For UK fund managers, the AIFM Directive comes into force this week, after a one-year grace period granted by the FCA. Alice Murray takes a look at the implications for private equity firms
Unsurprisingly, there has been a last minute dash by several UK private equity firms to register with the Financial Conduct Authority (FCA). Having kept an eye on the FCA's AIFM register over the past weeks, it is clear that a number of funds have only very recently signed up. Fortunately, the majority of these managers qualify as sub-threshold, so are currently labelled as 'small registered' – to be fully compliant should be manageable as a lot of the requirements are already stipulated by the FCA.
Furthermore, a significant number of firms had been working to the original January deadline, which was extended at the last minute. "Some firms got in early because they were working towards the January deadline. Those firms have had a good deal of time to prepare for the implications," says Ashley Kovas, head of funds at Bovill, a compliance support consultancy.
However, with a number of firms left with only a matter of hours before they are potentially in a state of non-compliance, the big question is how likely the FCA is to act. While the FCA has been fairly vague about how it will handle non-compliance, following the Financial Services Act of 2012, the regulator is able to fine, suspend, prohibit, order injunctions, and most importantly, prosecute financial services firms that are not complying with regulations.
Kovas suspects the FCA will allow a reasonable amount of time before acting or investigating but notes that the regulator will need to satisfy the European Union's requirements: "My feeling is that they will pick a theme and investigate around that particular topic, rather than looking at full compliance for every firm. Themes are likely to be areas they deem to pose the highest risk, such as valuations, liquidity, risk and conflict of interest."
Next milestone
Says Kovas: "Reporting will kick in for many AIFMs at the end of his year and a substantial amount of information needs to be supplied.
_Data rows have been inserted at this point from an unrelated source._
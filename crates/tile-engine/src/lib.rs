//! tile-engine: grid transitions for a 2048-style sliding-tile puzzle.
//!
//! This crate provides:
//! - A square `Grid` of tile values with value-semantics transformations
//!   (`shift`, `make_move`, `score`, `status`, ...)
//! - The random tile spawner (`spawn_tile`), driven by a caller-supplied RNG
//! - A small typed error (`EngineError`) for rejecting bad input at the boundary
//!
//! Quick start:
//! ```
//! use tile_engine::{Direction, GameStatus, new_game};
//! use rand::{rngs::StdRng, SeedableRng};
//!
//! // Deterministic game start with a seeded RNG
//! let mut rng = StdRng::seed_from_u64(42);
//! let g0 = new_game(4, &mut rng).unwrap();
//! assert_eq!(g0.count_empty(), 14);
//!
//! let step = g0.make_move(Direction::Left, &mut rng);
//! assert!(step.grid.score() >= g0.score());
//! assert_eq!(step.grid.status(), GameStatus::NotOver);
//! ```
//!
//! Every transformation returns a new `Grid`; the spawner is the only
//! operation that writes into a grid in place.
pub mod engine;
pub mod error;

pub use engine::{
    Direction, GameStatus, Grid, MoveResult, Score, Spawned, Tile, WIN_TILE, compress,
    legal_moves, make_move, merge, move_left, new_game, reverse, score, shift, spawn_tile, status,
    status_with_target, transpose,
};
pub use error::EngineError;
Lots of qualitative information is needed; it is not just a set of numbers that can be pulled off spreadsheets."
Instead, the AIFM reporting requirements demand more in-depth information including, for example, the geographical spread of a fund's investments. "Reporting requirements will need to be analysed on a question-by-question basis, with information gathered from different places within the firm – it will be fairly labour-intensive," says Kovas.
Fortunately, with the majority of UK private equity firms falling below the AIFMD's threshold, most should be ready to for the new rules and many will already have the systems in place for full compliance.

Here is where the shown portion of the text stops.